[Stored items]
○ ○ ○ ○ ○
//! Consistency checking and in-place repair.
//!
//! Two passes run in order. The first reconciles the free counters of the
//! superblock and the group descriptor against the bitmaps. The second walks
//! the directory tree from the root and fixes entry type tags, deletion
//! times and bitmap bits of everything it reaches. Every inconsistency found
//! is repaired; nothing is only reported.

use std::collections::HashSet;
use std::fmt;

use tracing::{debug, warn};

use crate::consts::{BlockPointer, InodePointer, PARENT_NAME, ROOT_INODE, SELF_NAME};
use crate::structure::blockmap::{BlockMap, Resource};
use crate::structure::directory::{DirBlock, Directory};
use crate::structure::Image;
use crate::util::error::Result;

#[derive(Debug, Clone, Copy, PartialEq, Eq)]
pub enum CounterLocation {
    Superblock,
    BlockGroup,
}

impl fmt::Display for CounterLocation {
    fn fmt(&self, f: &mut fmt::Formatter<'_>) -> fmt::Result {
        match self {
            CounterLocation::Superblock => write!(f, "superblock"),
            CounterLocation::BlockGroup => write!(f, "block group"),
        }
    }
}

#[derive(Debug, Clone, PartialEq, Eq)]
pub enum Repair {
    FreeCounter { location: CounterLocation, resource: Resource, off_by: u32 },
    EntryType { inode: InodePointer },
    InodeBitmap { inode: InodePointer },
    DeletionTime { inode: InodePointer },
    BlockBitmap { inode: InodePointer, blocks: u32 },
}

impl Repair {
    /// How many inconsistencies this repair accounts for.
    pub fn count(&self) -> u32 {
        match self {
            Repair::BlockBitmap { blocks, .. } => *blocks,
            _ => 1,
        }
    }
}

impl fmt::Display for Repair {
    fn fmt(&self, f: &mut fmt::Formatter<'_>) -> fmt::Result {
        match self {
            Repair::FreeCounter { location, resource, off_by } => {
                let counter = match resource {
                    Resource::Block => "free blocks",
                    Resource::Inode => "free inodes",
                };
                write!(f, "Fixed: {}'s {} counter was off by {} compared to the bitmap", location, counter, off_by)
            }
            Repair::EntryType { inode } => write!(f, "Fixed: Entry type vs inode mismatch: inode [{}]", inode),
            Repair::InodeBitmap { inode } => write!(f, "Fixed: inode [{}] not marked as in-use", inode),
            Repair::DeletionTime { inode } => write!(f, "Fixed: valid inode marked for deletion: [{}]", inode),
            Repair::BlockBitmap { inode, blocks } => write!(
                f,
                "Fixed: {} in-use data blocks not marked in data bitmap for inode: [{}]",
                blocks, inode
            ),
        }
    }
}

#[derive(Debug, Clone, Default, PartialEq, Eq)]
pub struct Report {
    pub repairs: Vec<Repair>,
}

impl Report {
    pub fn total(&self) -> u32 {
        self.repairs.iter().map(Repair::count).sum()
    }

    fn record(&mut self, repair: Repair) {
        debug!(%repair, "repaired");
        self.repairs.push(repair);
    }
}

impl fmt::Display for Report {
    fn fmt(&self, f: &mut fmt::Formatter<'_>) -> fmt::Result {
        for repair in &self.repairs {
            writeln!(f, "{}", repair)?;
        }
        write!(f, "{} file system inconsistencies repaired!", self.total())
    }
}

/// Runs both passes and returns what was repaired.
pub fn check_and_repair(image: &mut Image) -> Result<Report> {
    let mut report = Report::default();
    reconcile_counters(image, &mut report)?;

    let mut visited = HashSet::from([ROOT_INODE]);
    check_inode(image, ROOT_INODE, &mut report)?;
    walk(image, ROOT_INODE, &mut visited, &mut report)?;
    Ok(report)
}

fn reconcile_counters(image: &mut Image, report: &mut Report) -> Result<()> {
    let blocks = BlockMap::blocks(image)?;
    let inodes = BlockMap::inodes(image)?;
    let free_blocks = blocks.capacity() - blocks.count_used(image)?;
    let free_inodes = inodes.capacity() - inodes.count_used(image)?;

    let mut superblock = image.superblock();
    let mut group = image.group()?;

    if superblock.free_blocks_count != free_blocks {
        report.record(Repair::FreeCounter {
            location: CounterLocation::Superblock,
            resource: Resource::Block,
            off_by: superblock.free_blocks_count.abs_diff(free_blocks),
        });
        superblock.free_blocks_count = free_blocks;
    }
    if group.free_blocks_count as u32 != free_blocks {
        report.record(Repair::FreeCounter {
            location: CounterLocation::BlockGroup,
            resource: Resource::Block,
            off_by: (group.free_blocks_count as u32).abs_diff(free_blocks),
        });
        group.free_blocks_count = free_blocks as u16;
    }
    if superblock.free_inodes_count != free_inodes {
        report.record(Repair::FreeCounter {
            location: CounterLocation::Superblock,
            resource: Resource::Inode,
            off_by: superblock.free_inodes_count.abs_diff(free_inodes),
        });
        superblock.free_inodes_count = free_inodes;
    }
    if group.free_inodes_count as u32 != free_inodes {
        report.record(Repair::FreeCounter {
            location: CounterLocation::BlockGroup,
            resource: Resource::Inode,
            off_by: (group.free_inodes_count as u32).abs_diff(free_inodes),
        });
        group.free_inodes_count = free_inodes as u16;
    }

    image.set_superblock(&superblock);
    image.set_group(&group)
}

/// Fixes the deletion time and bitmap bits of one reachable inode.
fn check_inode(image: &mut Image, number: InodePointer, report: &mut Report) -> Result<()> {
    let mut inode = image.read_inode(number)?;

    if inode.dtime != 0 {
        inode.dtime = 0;
        image.write_inode(number, &inode)?;
        report.record(Repair::DeletionTime { inode: number });
    }

    let inodes = BlockMap::inodes(image)?;
    if !inodes.is_used(image, number)? {
        inodes.allocate(image, number)?;
        report.record(Repair::InodeBitmap { inode: number });
    }

    let referenced = match inode.all_blocks(image) {
        Ok(referenced) => referenced,
        Err(error) => {
            warn!(inode = number, %error, "skipping unreadable block list");
            return Ok(());
        }
    };
    let blocks = BlockMap::blocks(image)?;
    let mut unmarked = 0;
    for block in referenced {
        match blocks.is_used(image, block) {
            Ok(true) => {}
            Ok(false) => {
                blocks.allocate(image, block)?;
                unmarked += 1;
            }
            Err(error) => warn!(inode = number, block, %error, "skipping invalid block pointer"),
        }
    }
    if unmarked > 0 {
        report.record(Repair::BlockBitmap { inode: number, blocks: unmarked });
    }
    Ok(())
}

fn walk(
    image: &mut Image,
    number: InodePointer,
    visited: &mut HashSet<InodePointer>,
    report: &mut Report,
) -> Result<()> {
    let directory = Directory::open(image, number)?;
    let blocks = match directory.blocks(image) {
        Ok(blocks) => blocks,
        Err(error) => {
            warn!(directory = number, %error, "skipping unreadable directory");
            return Ok(());
        }
    };

    for block in blocks {
        for child in check_block(image, number, block, report)? {
            if visited.insert(child) {
                walk(image, child, visited, report)?;
            }
        }
    }
    Ok(())
}

/// Checks every live entry of one directory block, `.` and `..` included,
/// and returns the subdirectories it names in on-disk order.
fn check_block(
    image: &mut Image,
    directory: InodePointer,
    block: BlockPointer,
    report: &mut Report,
) -> Result<Vec<InodePointer>> {
    let mut records = match DirBlock::read(image, block) {
        Ok(records) => records,
        Err(error) => {
            warn!(directory, block, %error, "skipping unreadable directory block");
            return Ok(Vec::new());
        }
    };

    let mut retagged = false;
    let mut children = Vec::new();
    for record in records.records.iter_mut() {
        if !record.is_live() {
            continue;
        }
        let inode = match image.read_inode(record.inode) {
            Ok(inode) => inode,
            Err(error) => {
                warn!(directory, block, %error, "skipping entry with invalid inode");
                continue;
            }
        };

        let tag = inode.file_type().tag();
        if record.file_type != tag {
            record.file_type = tag;
            retagged = true;
            report.record(Repair::EntryType { inode: record.inode });
        }

        check_inode(image, record.inode, report)?;
        if inode.is_directory() && record.name != SELF_NAME && record.name != PARENT_NAME {
            children.push(record.inode);
        }
    }

    if retagged {
        records.write(image, block)?;
    }
    Ok(children)
}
○ ○ ○ ○ ○
Using the data above, reproduce exactly the lines between those holding "off_by: (group.free_blocks_count as" and "fn check_inode(image: &mut", inclusive, and no others.

> **RESULT**
            off_by: (group.free_blocks_count as u32).abs_diff(free_blocks),
        });
        group.free_blocks_count = free_blocks as u16;
    }
    if superblock.free_inodes_count != free_inodes {
        report.record(Repair::FreeCounter {
            location: CounterLocation::Superblock,
            resource: Resource::Inode,
            off_by: superblock.free_inodes_count.abs_diff(free_inodes),
        });
        superblock.free_inodes_count = free_inodes;
    }
    if group.free_inodes_count as u32 != free_inodes {
        report.record(Repair::FreeCounter {
            location: CounterLocation::BlockGroup,
            resource: Resource::Inode,
            off_by: (group.free_inodes_count as u32).abs_diff(free_inodes),
        });
        group.free_inodes_count = free_inodes as u16;
    }

    image.set_superblock(&superblock);
    image.set_group(&group)
}

/// Fixes the deletion time and bitmap bits of one reachable inode.
fn check_inode(image: &mut Image, number: InodePointer, report: &mut Report) -> Result<()> {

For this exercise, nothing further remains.